Premio alla carriera per Mario Bellini, il riconoscimento del Salone del Mobile

Premio alla carriera per Mario Bellini, il riconoscimento del Salone del Mobile

Il suo è un curriculum da capogiro. Anzi, una vita intera. Sì, perché Mario Bellini, architetto e designer noto in tutto il mondo, classe 1935 è ed è stato inarrestabile. Precursore di mode e desideri, progettista e artefice di alcuni dei più celebri prodotti e progetti d’architettura. Sterminato l’elenco dei riconoscimenti a cui se ne è aggiunto un ulteriore: il Premio Speciale alla Carriera conferitogli dalla kermesse milanese.

Riconoscimento alla creatività

Nella splendida cornice di Palazzo Marino, durante la serata di chiusura del Salone del Mobile e al cospetto di personalità di spicco del settore, del presidente del Salone del Mobile Claudio Luti, del presidente di FederlegnoArredo Emanuele Orsini, del sindaco Beppe Sala e dell’assessore Cristina Tajani, è stato conferito al progettista milanese lo speciale premio. Un riconoscimento alla creatività e al talento dell’architetto, un plauso alla sua capacità di tradurre idee e progetti in prodotti, iniziative e architetture, e un ringraziamento per il contributo dato alla manifestazione attraverso la collaborazione con tante aziende espositrici.

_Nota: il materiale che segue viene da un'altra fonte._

//! Rewriting a dataset's country names into another dataset's convention.

use polars::prelude::{DataFrame, NamedFrom, Series};

use atlas_model::{AlignmentTable, CONJUNCTION_RULE, SubstringRule, cross_dataset_names};

use crate::error::Result;
use crate::frame::text_values;

/// How a single name was rewritten.
#[derive(Debug, Clone, Copy, PartialEq, Eq)]
pub enum NameRewrite {
    /// The exact table mapped it.
    Exact,
    /// The substring fallback changed it.
    Fallback,
    Unchanged,
}

/// Per-column rewrite counts.
#[derive(Debug, Clone, Default, PartialEq, Eq)]
pub struct AlignStats {
    pub rows: usize,
    pub exact: usize,
    pub fallback: usize,
    pub unchanged: usize,
}

/// Exact-match table followed by an optional substring fallback.
///
/// A name the table rewrites is final. The fallback only sees names the
/// table does not know and that are not already spelled as one of its
/// targets, so aligning an aligned column is a no-op.
#[derive(Debug, Clone)]
pub struct CrossDatasetAligner {
    table: AlignmentTable,
    fallback: Option<SubstringRule>,
}

impl CrossDatasetAligner {
    pub fn new(table: AlignmentTable, fallback: Option<SubstringRule>) -> Self {
        Self { table, fallback }
    }

    /// The compiled-in cross-dataset table with the `" and "` fallback.
    pub fn builtin() -> Self {
        Self::new(cross_dataset_names(), Some(CONJUNCTION_RULE))
    }

    pub fn table(&self) -> &AlignmentTable {
        &self.table
    }

    pub fn align_name(&self, name: &str) -> (String, NameRewrite) {
        if let Some(target) = self.table.get(name) {
            return (target.to_string(), NameRewrite::Exact);
        }
        if self.table.is_target(name) {
            return (name.to_string(), NameRewrite::Unchanged);
        }
        match self.fallback {
            Some(rule) if rule.matches(name) => (rule.apply(name), NameRewrite::Fallback),
            _ => (name.to_string(), NameRewrite::Unchanged),
        }
    }

    /// Rewrites `column` of `df` in place. Null names stay null.
    pub fn align_column(&self, df: &mut DataFrame, column: &str) -> Result<AlignStats> {
        let names = text_values(df, column)?;
        let mut stats = AlignStats {
            rows: names.len(),
            ..AlignStats::default()
        };

        let aligned: Vec<Option<String>> = names
            .into_iter()
            .map(|name| {
                let name = name?;
                let (aligned, rewrite) = self.align_name(&name);
                match rewrite {
                    NameRewrite::Exact => stats.exact += 1,
                    NameRewrite::Fallback => stats.fallback += 1,
                    NameRewrite::Unchanged => stats.unchanged += 1,
                }
                Some(aligned)
            })
            .collect();
        df.with_column(Series::new(column.into(), aligned))?;

        tracing::debug!(
            table = self.table.name(),
            column,
            exact = stats.exact,
            fallback = stats.fallback,
            "aligned country names"
        );
        Ok(stats)
    }
}

impl Default for CrossDatasetAligner {
    fn default() -> Self {
        Self::builtin()
    }
}
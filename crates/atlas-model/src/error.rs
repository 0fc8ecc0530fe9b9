use thiserror::Error;

#[derive(Debug, Error)]
pub enum ModelError {
    #[error("alignment table '{table}' maps '{source_name}' more than once")]
    DuplicateAlignmentSource { table: String, source_name: String },

    #[error("alignment table '{table}' has a blank entry near '{source_name}'")]
    BlankAlignmentEntry { table: String, source_name: String },

    #[error(
        "alignment table '{table}' chains '{source_name}' -> '{target}', and '{target}' is itself rewritten"
    )]
    AlignmentChain {
        table: String,
        source_name: String,
        target: String,
    },

    #[error("indicator column '{column}' is declared more than once")]
    DuplicateIndicator { column: String },

    #[error("indicator column '{column}' collides with a reserved column name")]
    ReservedIndicatorColumn { column: String },

    #[error("at least one indicator must be configured")]
    NoIndicators,
}

pub type Result<T> = std::result::Result<T, ModelError>;
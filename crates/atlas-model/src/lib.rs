//! Shared vocabulary for the pricing-atlas pipeline.
//!
//! - **columns**: header names of source exports and produced files
//! - **alignment**: exact-match country-name tables and the substring fallback
//! - **indicator**: which wide export feeds which value column

pub mod alignment;
pub mod columns;
pub mod error;
pub mod indicator;

pub use alignment::{
    AlignmentTable, CONJUNCTION_RULE, SubstringRule, builtin_tables, cross_dataset_names,
    economic_names, pricing_names,
};
pub use error::{ModelError, Result};
pub use indicator::{IndicatorSpec, default_indicators, indicator_columns, validate_indicators};
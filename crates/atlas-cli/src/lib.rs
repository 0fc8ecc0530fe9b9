//! Library side of the `pricing-atlas` binary: configuration, logging and
//! the pipeline stages.

pub mod config;
pub mod logging;
pub mod pipeline;
pub mod types;
use std::fmt;
use std::path::PathBuf;

use chrono::NaiveDate;

use atlas_transform::{AlignStats, CoverageReport, NormalizeStats};

#[derive(Debug, Clone, Copy, PartialEq, Eq)]
pub enum Stage {
    Pricing,
    Indicators,
    Align,
}

impl Stage {
    pub fn as_str(self) -> &'static str {
        match self {
            Stage::Pricing => "pricing",
            Stage::Indicators => "indicators",
            Stage::Align => "align",
        }
    }
}

impl fmt::Display for Stage {
    fn fmt(&self, f: &mut fmt::Formatter<'_>) -> fmt::Result {
        f.write_str(self.as_str())
    }
}

#[derive(Debug, Clone)]
pub struct StageSummary {
    pub stage: Stage,
    pub rows: usize,
    pub path: PathBuf,
    /// False on a dry run.
    pub written: bool,
}

#[derive(Debug, Default)]
pub struct RunSummary {
    pub stages: Vec<StageSummary>,
    pub snapshot_date: Option<NaiveDate>,
    pub normalize: Option<NormalizeStats>,
    pub align: Option<AlignStats>,
    pub coverage: Option<CoverageReport>,
    pub dry_run: bool,
}

impl RunSummary {
    pub fn new(dry_run: bool) -> Self {
        Self {
            dry_run,
            ..Self::default()
        }
    }

    pub fn stage(&self, stage: Stage) -> Option<&StageSummary> {
        self.stages.iter().find(|summary| summary.stage == stage)
    }
}
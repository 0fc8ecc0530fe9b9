//! Error types for loading source exports.

use std::path::PathBuf;

use polars::prelude::PolarsError;
use thiserror::Error;

/// Errors that can occur while reading a source CSV.
#[derive(Debug, Error)]
pub enum IngestError {
    // === File System Errors ===
    /// CSV file not found.
    #[error("CSV file not found: {path}")]
    FileNotFound { path: PathBuf },

    /// Failed to read file.
    #[error("failed to read file {path}: {source}")]
    FileRead {
        path: PathBuf,
        #[source]
        source: std::io::Error,
    },

    // === CSV Parsing Errors ===
    /// The CSV reader rejected a record.
    #[error("failed to parse CSV {path}: {source}")]
    CsvParse {
        path: PathBuf,
        #[source]
        source: csv::Error,
    },

    /// CSV file is empty, or nothing follows the skipped preamble.
    #[error("CSV file is empty: {path}")]
    EmptyCsv { path: PathBuf },

    /// A data row carries more fields than the header.
    #[error("{path}:{line}: expected at most {expected} fields, found {found}")]
    RaggedRow {
        path: PathBuf,
        line: u64,
        expected: usize,
        found: usize,
    },

    // === Schema Errors ===
    /// Required column not found.
    #[error("required column '{column}' not found in {path}")]
    MissingColumn { column: String, path: PathBuf },

    /// A key that must be unique appears on more than one row.
    #[error("duplicate {column} '{value}' in {path}")]
    DuplicateKey {
        column: String,
        value: String,
        path: PathBuf,
    },

    // === DataFrame Errors ===
    #[error("DataFrame operation failed: {0}")]
    DataFrame(#[from] PolarsError),
}

impl IngestError {
    pub(crate) fn io(path: impl Into<PathBuf>, source: std::io::Error) -> Self {
        let path = path.into();
        if source.kind() == std::io::ErrorKind::NotFound {
            Self::FileNotFound { path }
        } else {
            Self::FileRead { path, source }
        }
    }
}

/// Result type for ingestion operations.
pub type Result<T> = std::result::Result<T, IngestError>;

Premio alla carriera per Mario Bellini, il riconoscimento del Salone del Mobile
Mario Bellini e il Presidente del Salone del Mobile Claudio Luti

Le collaborazioni di Mario Bellini con le aziende

Proprio per queste ultime, tra i suoi lavori più recenti vi sono stati: per Cassina, “Cab Bed” e “Cab Lounge” (2015), entrati a far parte della neocostituita “Collezione Mario Bellini” di Cassina e la riedizione della sua poltrona “932” (2017); per Glas Italia i tavoli “Plissè” e “Hypertable”; per Natuzzi Italia “Torsion Table” e “Flying Bridge” per Bottega Ghianda. Ma i nomi con cui il poliedrico e innovativo personaggio ha collaborato non terminano di certo qui: B&B, Flou, Heller, Kartell, Meritalia, Renault, Rosenthal, Tecno, Venini, Vitra, Yamaha, sono solo alcune che posso vantare di avere almeno un pezzo di Bellini. Un vanto perché i suoi arredi e oggetti sono diventati spesso icone capaci di anticipare o rivoluzionare gusto e stile.

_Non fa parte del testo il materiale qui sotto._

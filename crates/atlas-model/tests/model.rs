//! Tests for alignment tables and indicator definitions.

use atlas_model::{
    AlignmentTable, IndicatorSpec, ModelError, default_indicators, economic_names,
    indicator_columns, pricing_names, validate_indicators,
};
use proptest::prelude::*;

#[test]
fn pricing_table_renders_in_declaration_order() {
    let rendered: Vec<String> = pricing_names()
        .entries()
        .map(|(source, target)| format!("{source} -> {target}"))
        .collect();
    insta::assert_snapshot!(rendered.join("\n"), @r"
    Czechia -> Czech Republic
    Türkiye -> Turkey
    ");
}

#[test]
fn default_indicators_are_valid() {
    let specs = default_indicators();
    validate_indicators(&specs).unwrap();
    assert_eq!(
        indicator_columns(&specs),
        vec!["GDP", "GDP_per_Capita", "Population"]
    );
}

#[test]
fn indicator_validation_rejects_collisions() {
    let specs = vec![
        IndicatorSpec::new("a.csv", "GDP"),
        IndicatorSpec::new("b.csv", "GDP"),
    ];
    assert!(matches!(
        validate_indicators(&specs),
        Err(ModelError::DuplicateIndicator { .. })
    ));

    let specs = vec![IndicatorSpec::new("a.csv", "Year")];
    assert!(matches!(
        validate_indicators(&specs),
        Err(ModelError::ReservedIndicatorColumn { .. })
    ));

    assert!(matches!(
        validate_indicators(&[]),
        Err(ModelError::NoIndicators)
    ));
}

#[test]
fn indicator_spec_deserializes_from_toml() {
    #[derive(serde::Deserialize)]
    struct Wrapper {
        indicators: Vec<IndicatorSpec>,
    }

    let parsed: Wrapper = toml::from_str(
        r#"
        [[indicators]]
        file = "GDP.csv"
        column = "GDP"

        [[indicators]]
        file = "Unemployment.csv"
        column = "Unemployment"
        "#,
    )
    .unwrap();

    assert_eq!(parsed.indicators.len(), 2);
    assert_eq!(parsed.indicators[1].column, "Unemployment");
    assert_eq!(parsed.indicators[1].file.to_str(), Some("Unemployment.csv"));
}

#[test]
fn custom_table_keeps_declaration_order() {
    let table = AlignmentTable::new("custom", [("Zed", "Z"), ("Alpha", "A")]).unwrap();
    let sources: Vec<&str> = table.entries().map(|(source, _)| source).collect();
    assert_eq!(sources, vec!["Zed", "Alpha"]);
    assert_eq!(table.name(), "custom");
}

proptest! {
    #[test]
    fn economic_alignment_is_idempotent(name in "[A-Za-z ,.'()]{0,24}") {
        let table = economic_names();
        let once = table.apply(&name).to_string();
        let twice = table.apply(&once).to_string();
        prop_assert_eq!(once, twice);
    }

    #[test]
    fn every_builtin_source_is_idempotent(idx in 0usize..21) {
        let table = economic_names();
        let (source, _) = table.entries().nth(idx).unwrap();
        let once = table.apply(source).to_string();
        prop_assert_eq!(table.apply(&once), once.as_str());
    }
}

La motivazione del Premio alla Carriera

Per l’ingegno con cui ha progettato sia capolavori di design sia grandi architetture, per la coerenza con cui ha saputo costruire parallelamente la sua opera e la storia del design italiano. Per il suo instancabile desiderio di innovare e di esplorare nuove frontiere, per il dialogo costante con il mondo dell’impresa, per la generosità nelle relazioni e per aver sempre creduto e sostenuto la sua città, Milano, per il contributo dato al Salone del Mobile attraverso la collaborazione con le numerose e importanti aziende per le quali ha disegnato prodotti iconici che hanno accompagnato la storia e il successo della manifestazione”.

Compasso d’Oro per otto

Mario Bellini ha ricevuto il Premio Compasso d’Oro otto volte e 25 delle sue opere sono nella collezione permanente del MoMA di New York, che gli ha dedicato una retrospettiva nel 1987.